Copy exactly, please, the lines of the data from its start through the line containing "pub fn add(&mut".

== EXERCISE INPUTS ==

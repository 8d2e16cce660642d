//! Brute-force flat index: exact scan over a contiguous vector buffer.

use crate::distance::{l2_distance, TopK};
use dann_core::{DannError, Result, SearchResult, VectorId};
use std::collections::HashMap;

/// Exhaustive-scan index. Every query touches every stored vector, so it is
/// exact; useful as a baseline and for small corpora.
#[derive(Debug, Default)]
pub struct FlatIndex {
    dim: usize,
    ids: Vec<VectorId>,
    /// `ids.len() * dim` floats, insertion order.
    vectors: Vec<f32>,
    positions: HashMap<VectorId, usize>,
}

impl FlatIndex {
    pub fn new(dim: usize) -> Self {
        Self {
            dim,
            ids: Vec::new(),
            vectors: Vec::new(),
            positions: HashMap::new(),
        }
    }

    pub fn dimension(&self) -> usize {
        self.dim
    }

    pub fn len(&self) -> usize {
        self.ids.len()
    }

    pub fn is_empty(&self) -> bool {
        self.ids.is_empty()
    }

    pub fn contains(&self, id: VectorId) -> bool {
        self.positions.contains_key(&id)
    }

    pub fn get(&self, id: VectorId) -> Option<&[f32]> {
        self.positions
            .get(&id)
            .map(|&pos| &self.vectors[pos * self.dim..(pos + 1) * self.dim])
    }

    /// Appends one vector.
    pub fn add(&mut self, id: VectorId, vector: &[f32]) -> Result<()> {
        if vector.len() != self.dim {
            return Err(DannError::dimension_mismatch(self.dim, vector.len()));
        }
        self.positions.insert(id, self.ids.len());
        self.ids.push(id);
        self.vectors.extend_from_slice(vector);
        Ok(())
    }

    /// Removes `id`, shifting later entries down so scans keep observing
    /// insertion order.
    pub fn remove(&mut self, id: VectorId) -> bool {
        let Some(pos) = self.positions.remove(&id) else {
            return false;
        };
        self.ids.remove(pos);
        self.vectors.drain(pos * self.dim..(pos + 1) * self.dim);
        for (i, moved) in self.ids.iter().enumerate().skip(pos) {
            self.positions.insert(*moved, i);
        }
        true
    }

    /// Exact top-k scan in insertion order; ties break to the smaller id.
    pub fn search(&self, query: &[f32], k: usize) -> Result<Vec<SearchResult>> {
        if query.len() != self.dim {
            return Err(DannError::dimension_mismatch(self.dim, query.len()));
        }
        let mut top = TopK::new(k);
        for (i, vector) in self.vectors.chunks_exact(self.dim).enumerate() {
            top.push(self.ids[i], l2_distance(vector, query));
        }
        Ok(top.into_sorted_vec())
    }

    /// Iterates `(id, vector)` pairs in insertion order.
    pub fn iter(&self) -> impl Iterator<Item = (VectorId, &[f32])> {
        self.ids
            .iter()
            .copied()
            .zip(self.vectors.chunks_exact(self.dim))
    }
}

// =============================================================================
// Tests
// =============================================================================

===

--- RESULT OF THIS EXERCISE ---
repository 8d2e16cce660642d
//! Brute-force flat index: exact scan over a contiguous vector buffer.

use crate::distance::{l2_distance, TopK};
use dann_core::{DannError, Result, SearchResult, VectorId};
use std::collections::HashMap;

/// Exhaustive-scan index. Every query touches every stored vector, so it is
/// exact; useful as a baseline and for small corpora.
#[derive(Debug, Default)]
pub struct FlatIndex {
    dim: usize,
    ids: Vec<VectorId>,
    /// `ids.len() * dim` floats, insertion order.
    vectors: Vec<f32>,
    positions: HashMap<VectorId, usize>,
}

impl FlatIndex {
    pub fn new(dim: usize) -> Self {
        Self {
            dim,
            ids: Vec::new(),
            vectors: Vec::new(),
            positions: HashMap::new(),
        }
    }

    pub fn dimension(&self) -> usize {
        self.dim
    }

    pub fn len(&self) -> usize {
        self.ids.len()
    }

    pub fn is_empty(&self) -> bool {
        self.ids.is_empty()
    }

    pub fn contains(&self, id: VectorId) -> bool {
        self.positions.contains_key(&id)
    }

    pub fn get(&self, id: VectorId) -> Option<&[f32]> {
        self.positions
            .get(&id)
            .map(|&pos| &self.vectors[pos * self.dim..(pos + 1) * self.dim])
    }

    /// Appends one vector.
    pub fn add(&mut self, id: VectorId, vector: &[f32]) -> Result<()> {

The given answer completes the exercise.